(Saved entries)
--------

use std::{path::PathBuf, time::Duration};

use reqwest::StatusCode;
use thiserror::Error;

/// Every way a single dashboard run can fail. None of these are retried.
#[derive(Debug, Error)]
pub enum ForecastError {
    #[error("Request to the forecast provider timed out after {}s", .timeout.as_secs_f64())]
    Timeout { timeout: Duration },

    #[error("An error occurred while contacting the forecast provider")]
    Transport(#[source] reqwest::Error),

    #[error("HTTP error occurred: {status}: {message}")]
    HttpStatus { status: StatusCode, message: String },

    #[error("Forecast provider returned a malformed response")]
    Decode(#[source] serde_json::Error),

    #[error("City {city} not found. Please check the spelling. (provider code {code})")]
    CityNotFound { city: String, code: String },

    #[error("Forecast sample has an out-of-range timestamp: {0}")]
    InvalidTimestamp(i64),

    #[error(transparent)]
    Render(#[from] RenderError),
}

#[derive(Debug, Error)]
pub enum RenderError {
    #[error("Forecast contains no samples, nothing to plot")]
    NoSamples,

    #[error("Failed to create output directory '{}'", .path.display())]
    CreateDir {
        path: PathBuf,
        #[source]
        source: std::io::Error,
    },

    #[error("Chart size {width}x{height} px is too small to draw")]
    InvalidSize { width: u32, height: u32 },

    #[error(
        "No usable font found for chart text.\n\
         Hint: set `font_path` under [chart] in the config file to a .ttf/.otf file."
    )]
    FontUnavailable,

    #[error("Failed to draw chart: {0}")]
    Draw(String),
}
use std::fmt;

use chrono::{DateTime, Utc};
use serde::{Deserialize, Serialize};

/// Provider credential. Kept out of `Debug` output so it never lands in logs.
#[derive(Clone, PartialEq, Eq, Serialize, Deserialize)]
#[serde(transparent)]
pub struct ApiKey(String);

impl ApiKey {
    pub fn new(key: impl Into<String>) -> Self {
        Self(key.into())
    }

    pub fn as_str(&self) -> &str {
        &self.0
    }
}

impl fmt::Debug for ApiKey {
    fn fmt(&self, f: &mut fmt::Formatter<'_>) -> fmt::Result {
        f.write_str("ApiKey(***)")
    }
}

#[derive(Debug, Clone)]
pub struct ForecastRequest {
    pub city: String,
    pub credential: ApiKey,
}

impl ForecastRequest {
    /// Build a request, trimming the city name. Fails when nothing is left.
    pub fn new(city: &str, credential: ApiKey) -> anyhow::Result<Self> {
        let city = city.trim();
        if city.is_empty() {
            anyhow::bail!("City name must not be empty");
        }

        Ok(Self { city: city.to_string(), credential })
    }
}

/// Status code as reported inside the response body. OpenWeather sends it as a
/// string on success (`"200"`) but has been seen to send bare numbers on errors.
#[derive(Debug, Clone, PartialEq, Eq, Deserialize)]
#[serde(untagged)]
pub enum ProviderCode {
    Text(String),
    Number(i64),
}

impl ProviderCode {
    pub const OK: &'static str = "200";

    pub fn is_ok(&self) -> bool {
        match self {
            ProviderCode::Text(s) => s == Self::OK,
            ProviderCode::Number(n) => *n == 200,
        }
    }
}

impl fmt::Display for ProviderCode {
    fn fmt(&self, f: &mut fmt::Formatter<'_>) -> fmt::Result {
        match self {
            ProviderCode::Text(s) => f.write_str(s),
            ProviderCode::Number(n) => write!(f, "{n}"),
        }
    }
}

/// Raw forecast reply, as returned by the provider.
#[derive(Debug, Clone, Deserialize)]
pub struct ForecastResponse {
    pub cod: ProviderCode,
    #[serde(default)]
    pub message: Option<serde_json::Value>,
    #[serde(default)]
    pub city: Option<ForecastCity>,
    #[serde(default)]
    pub list: Vec<RawSample>,
}

#[derive(Debug, Clone, Deserialize)]
pub struct ForecastCity {
    pub name: String,
    #[serde(default)]
    pub country: Option<String>,
}

#[derive(Debug, Clone, Deserialize)]
pub struct RawSample {
    pub dt: i64,
    pub main: RawMain,
}

#[derive(Debug, Clone, Deserialize)]
pub struct RawMain {
    pub temp: f64,
    pub humidity: f64,
}

#[derive(Debug, Clone, Copy, PartialEq)]
pub struct ForecastSample {
    pub timestamp: DateTime<Utc>,
    pub temperature_c: f64,
    pub humidity_pct: f64,
}

/// Index-aligned columns extracted from a response, in provider order.
#[derive(Debug, Clone, Default, PartialEq)]
pub struct ForecastSeries {
    timestamps: Vec<DateTime<Utc>>,
    temperatures: Vec<f64>,
    humidity: Vec<f64>,
}

impl ForecastSeries {
    pub fn with_capacity(capacity: usize) -> Self {
        Self {
            timestamps: Vec::with_capacity(capacity),
            temperatures: Vec::with_capacity(capacity),
            humidity: Vec::with_capacity(capacity),
        }
    }

    /// Appends one sample to all three columns at once, which keeps them aligned.
    pub fn push(&mut self, sample: ForecastSample) {
        self.timestamps.push(sample.timestamp);
        self.temperatures.push(sample.temperature_c);
        self.humidity.push(sample.humidity_pct);
    }

    pub fn timestamps(&self) -> &[DateTime<Utc>] {
        &self.timestamps
    }

    pub fn temperatures(&self) -> &[f64] {
        &self.temperatures
    }

    pub fn humidity(&self) -> &[f64] {
        &self.humidity
    }

    pub fn len(&self) -> usize {
        self.timestamps.len()
    }

    pub fn is_empty(&self) -> bool {
        self.timestamps.is_empty()
    }

    pub fn samples(&self) -> impl Iterator<Item = ForecastSample> + '_ {
        self.timestamps
            .iter()
            .zip(&self.temperatures)
            .zip(&self.humidity)
            .map(|((&timestamp, &temperature_c), &humidity_pct)| ForecastSample {
                timestamp,
                temperature_c,
                humidity_pct,
            })
    }

    /// Earliest and latest timestamps. Provider order is not assumed to be sorted.
    pub fn time_span(&self) -> Option<(DateTime<Utc>, DateTime<Utc>)> {
        let first = *self.timestamps.iter().min()?;
        let last = *self.timestamps.iter().max()?;
        Some((first, last))
    }
}

impl FromIterator<ForecastSample> for ForecastSeries {
    fn from_iter<I: IntoIterator<Item = ForecastSample>>(iter: I) -> Self {
        let iter = iter.into_iter();
        let mut series = Self::with_capacity(iter.size_hint().0);
        for sample in iter {
            series.push(sample);
        }
        series
    }
}

/// The PNG written by one run.
#[derive(Debug, Clone, PartialEq, Eq)]
pub struct ChartArtifact {
    pub path: std::path::PathBuf,
    pub sample_count: usize,
    /// Earliest and latest plotted timestamps.
    pub time_span: Option<(DateTime<Utc>, DateTime<Utc>)>,
}
use chrono::DateTime;
use tracing::debug;

use crate::{
    error::ForecastError,
    model::{ForecastResponse, ForecastSample, ForecastSeries},
};

/// Turn a provider response into aligned timestamp/temperature/humidity columns.
///
/// Values are copied as-is (the request already asked for metric units) and
/// provider order is kept. An empty sample list gives an empty series.
pub fn extract_samples(response: &ForecastResponse) -> Result<ForecastSeries, ForecastError> {
    let mut series = ForecastSeries::with_capacity(response.list.len());

    for entry in &response.list {
        let timestamp =
            DateTime::from_timestamp(entry.dt, 0).ok_or(ForecastError::InvalidTimestamp(entry.dt))?;

        series.push(ForecastSample {
            timestamp,
            temperature_c: entry.main.temp,
            humidity_pct: entry.main.humidity,
        });
    }

    debug!(samples = series.len(), "extracted forecast samples");

    Ok(series)
}
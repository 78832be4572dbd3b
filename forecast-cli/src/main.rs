//! Binary crate for the `weather-dashboard` command-line tool.
//!
//! This crate focuses on:
//! - Parsing CLI arguments
//! - Interactive prompts (city name, API key)
//! - Logging setup and human-friendly output
//! - Mapping failures to the process exit code

use std::process::ExitCode;

use clap::Parser;
use tracing_subscriber::EnvFilter;

mod cli;

#[tokio::main(flavor = "current_thread")]
async fn main() -> ExitCode {
    init_tracing();

    let cmd = cli::Cli::parse();
    match cmd.run().await {
        Ok(()) => ExitCode::SUCCESS,
        Err(err) => {
            eprintln!("{err:#}");
            ExitCode::FAILURE
        }
    }
}

/// Logs go to stderr; `RUST_LOG` overrides the default `warn` level.
fn init_tracing() {
    let filter = EnvFilter::try_from_default_env().unwrap_or_else(|_| EnvFilter::new("warn"));

    tracing_subscriber::fmt()
        .with_env_filter(filter)
        .with_writer(std::io::stderr)
        .with_target(false)
        .init();
}
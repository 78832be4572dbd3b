//! Core library for the `weather-dashboard` CLI.
//!
//! This crate defines:
//! - Configuration & credentials handling
//! - The forecast provider abstraction and its OpenWeather implementation
//! - Sample extraction and PNG chart rendering
//! - The pipeline that ties them together, failing fast with typed errors
//!
//! It is used by `forecast-cli`, but can also be reused by other binaries or services.

pub mod chart;
pub mod config;
pub mod error;
pub mod extract;
pub mod model;
pub mod pipeline;
pub mod provider;

pub use chart::{ChartRenderer, PngChartRenderer, artifact_path};
pub use config::{ChartConfig, Config};
pub use error::{ForecastError, RenderError};
pub use extract::extract_samples;
pub use model::{ApiKey, ChartArtifact, ForecastRequest, ForecastResponse, ForecastSample, ForecastSeries};
pub use pipeline::ForecastPipeline;
pub use provider::{ForecastProvider, provider_from_config};
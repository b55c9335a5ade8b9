use std::sync::Arc;
use std::time::{Duration, Instant};

use anyhow::{anyhow, Context, Result};
use tokio::sync::{mpsc, Semaphore};
use tokio::task::JoinSet;
use tracing::{debug, info, warn};

use crate::client::InferenceClient;
use crate::config::{ConcurrencyMode, RunConfig};
use crate::invoker::invoke_isolated;
use crate::report::{RunReport, TaskResult};
use crate::task::{expand_tasks, TaskUnit};

/// Runs every (model, prompt) pairing of `config` against `client` and
/// assembles the report.
///
/// Task failures are recorded in the report; only an invalid configuration or
/// a broken worker task fails the call.
pub async fn run_benchmark(
    config: RunConfig,
    client: Arc<dyn InferenceClient>,
) -> Result<RunReport> {
    validate(&config)?;

    let start = Instant::now();
    let tasks: Vec<(usize, TaskUnit)> = expand_tasks(&config.models, &config.prompts)
        .into_iter()
        .enumerate()
        .collect();
    let planned = tasks.len();
    info!(
        planned,
        concurrency = config.concurrency,
        mode = %config.concurrency_mode,
        "starting benchmark run"
    );

    let (event_tx, event_rx) = mpsc::unbounded_channel();
    let collector_handle = tokio::spawn(collect_results(event_rx, planned));

    let batches: Vec<Vec<(usize, TaskUnit)>> = match config.concurrency_mode {
        ConcurrencyMode::Global => vec![tasks],
        ConcurrencyMode::PerModel => tasks
            .chunks(config.prompts.len())
            .map(|batch| batch.to_vec())
            .collect(),
    };

    let settings = DispatchSettings {
        concurrency: config.concurrency,
        timeout: config.timeout,
        response_included: config.response_included,
    };
    for batch in batches {
        dispatch_batch(batch, &client, &settings, &event_tx).await?;
    }
    drop(event_tx);

    let collector = collector_handle
        .await
        .map_err(|err| anyhow!("result collector task failed: {}", err))??;
    let results = collector.finalize()?;

    info!(
        elapsed_secs = start.elapsed().as_secs_f64(),
        failed = results.iter().filter(|result| result.is_error()).count(),
        "benchmark run finished"
    );

    Ok(RunReport::assemble(config, results))
}

fn validate(config: &RunConfig) -> Result<()> {
    if config.prompts.is_empty() || config.models.is_empty() {
        return Err(anyhow!("benchmark needs at least one prompt and one model"));
    }
    if config.concurrency == 0 {
        return Err(anyhow!("concurrency must be greater than zero"));
    }
    if config.timeout.is_zero() {
        return Err(anyhow!("timeout must be greater than zero"));
    }
    Ok(())
}

struct DispatchSettings {
    concurrency: usize,
    timeout: Duration,
    response_included: bool,
}

/// Drives one bounded pool to completion.
///
/// A permit is taken before each spawn, so tasks start in the order given and
/// never more than `concurrency` at a time.
async fn dispatch_batch(
    batch: Vec<(usize, TaskUnit)>,
    client: &Arc<dyn InferenceClient>,
    settings: &DispatchSettings,
    event_tx: &mpsc::UnboundedSender<TaskEvent>,
) -> Result<()> {
    let gate = Arc::new(Semaphore::new(gate_permits(settings.concurrency, batch.len())));
    let mut join_set = JoinSet::new();

    for (index, task) in batch {
        let permit = Arc::clone(&gate)
            .acquire_owned()
            .await
            .context("concurrency gate closed")?;
        let client = Arc::clone(client);
        let tx = event_tx.clone();
        let timeout = settings.timeout;
        let response_included = settings.response_included;
        join_set.spawn(async move {
            let _permit = permit;
            run_task(index, task, client, timeout, response_included, tx).await
        });
    }

    while let Some(join_result) = join_set.join_next().await {
        join_result.context("benchmark task panicked")??;
    }

    Ok(())
}

/// A batch never needs more permits than it has tasks.
fn gate_permits(concurrency: usize, batch_len: usize) -> usize {
    concurrency.min(batch_len).clamp(1, Semaphore::MAX_PERMITS)
}

async fn run_task(
    index: usize,
    task: TaskUnit,
    client: Arc<dyn InferenceClient>,
    timeout: Duration,
    response_included: bool,
    event_tx: mpsc::UnboundedSender<TaskEvent>,
) -> Result<()> {
    debug!(index, model = %task.model, "dispatching task");
    let outcome = invoke_isolated(client, &task, timeout).await;
    let result = TaskResult::from_outcome(task, outcome, response_included);

    if let Some(failure) = result.failure() {
        warn!(
            model = %failure.model,
            kind = %failure.kind,
            "task failed: {}",
            failure.message
        );
    }

    event_tx
        .send(TaskEvent { index, result })
        .map_err(|_| anyhow!("result channel closed before task {} reported", index))
}

#[derive(Debug)]
struct TaskEvent {
    index: usize,
    result: TaskResult,
}

async fn collect_results(
    mut rx: mpsc::UnboundedReceiver<TaskEvent>,
    planned: usize,
) -> Result<ResultCollector> {
    let mut collector = ResultCollector::new(planned);
    while let Some(event) = rx.recv().await {
        collector.process(event)?;
        info!(
            completed = collector.completed,
            planned,
            failed = collector.failed,
            "task resolved"
        );
    }
    Ok(collector)
}

/// Single insertion point for results arriving in completion order. Each
/// result lands in the slot of its task index.
struct ResultCollector {
    slots: Vec<Option<TaskResult>>,
    completed: usize,
    failed: usize,
}

impl ResultCollector {
    fn new(planned: usize) -> Self {
        Self {
            slots: vec![None; planned],
            completed: 0,
            failed: 0,
        }
    }

    fn process(&mut self, event: TaskEvent) -> Result<()> {
        let TaskEvent { index, result } = event;
        let slot = self
            .slots
            .get_mut(index)
            .ok_or_else(|| anyhow!("task index {} is out of range", index))?;
        if slot.is_some() {
            return Err(anyhow!("task {} reported more than once", index));
        }
        if result.is_error() {
            self.failed += 1;
        }
        self.completed += 1;
        *slot = Some(result);
        Ok(())
    }

    fn finalize(self) -> Result<Vec<TaskResult>> {
        let planned = self.slots.len();
        let results: Vec<TaskResult> = self.slots.into_iter().flatten().collect();
        if results.len() != planned {
            return Err(anyhow!(
                "only {} of {} tasks reported a result",
                results.len(),
                planned
            ));
        }
        Ok(results)
    }
}
use std::time::Duration;

use async_trait::async_trait;

use crate::error::InferenceError;

/// What a successful inference call hands back.
#[derive(Clone, Debug, Default, PartialEq)]
pub struct Completion {
    /// `None` when the server did not report a count (e.g. a cached prompt).
    pub prompt_tokens: Option<u64>,
    pub response_tokens: Option<u64>,
    pub text: String,
}

/// The inference capability the engine drives.
///
/// Implementations are shared read-only across concurrent tasks, so they
/// must be `Send + Sync`. The engine enforces its own deadline around each
/// call; `timeout` is passed through so transports can bound their own I/O.
#[async_trait]
pub trait InferenceClient: Send + Sync {
    async fn infer(
        &self,
        model: &str,
        prompt: &str,
        timeout: Duration,
    ) -> Result<Completion, InferenceError>;
}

--------

Output only the number of lines above holding "order".

Answer for the task ▸
5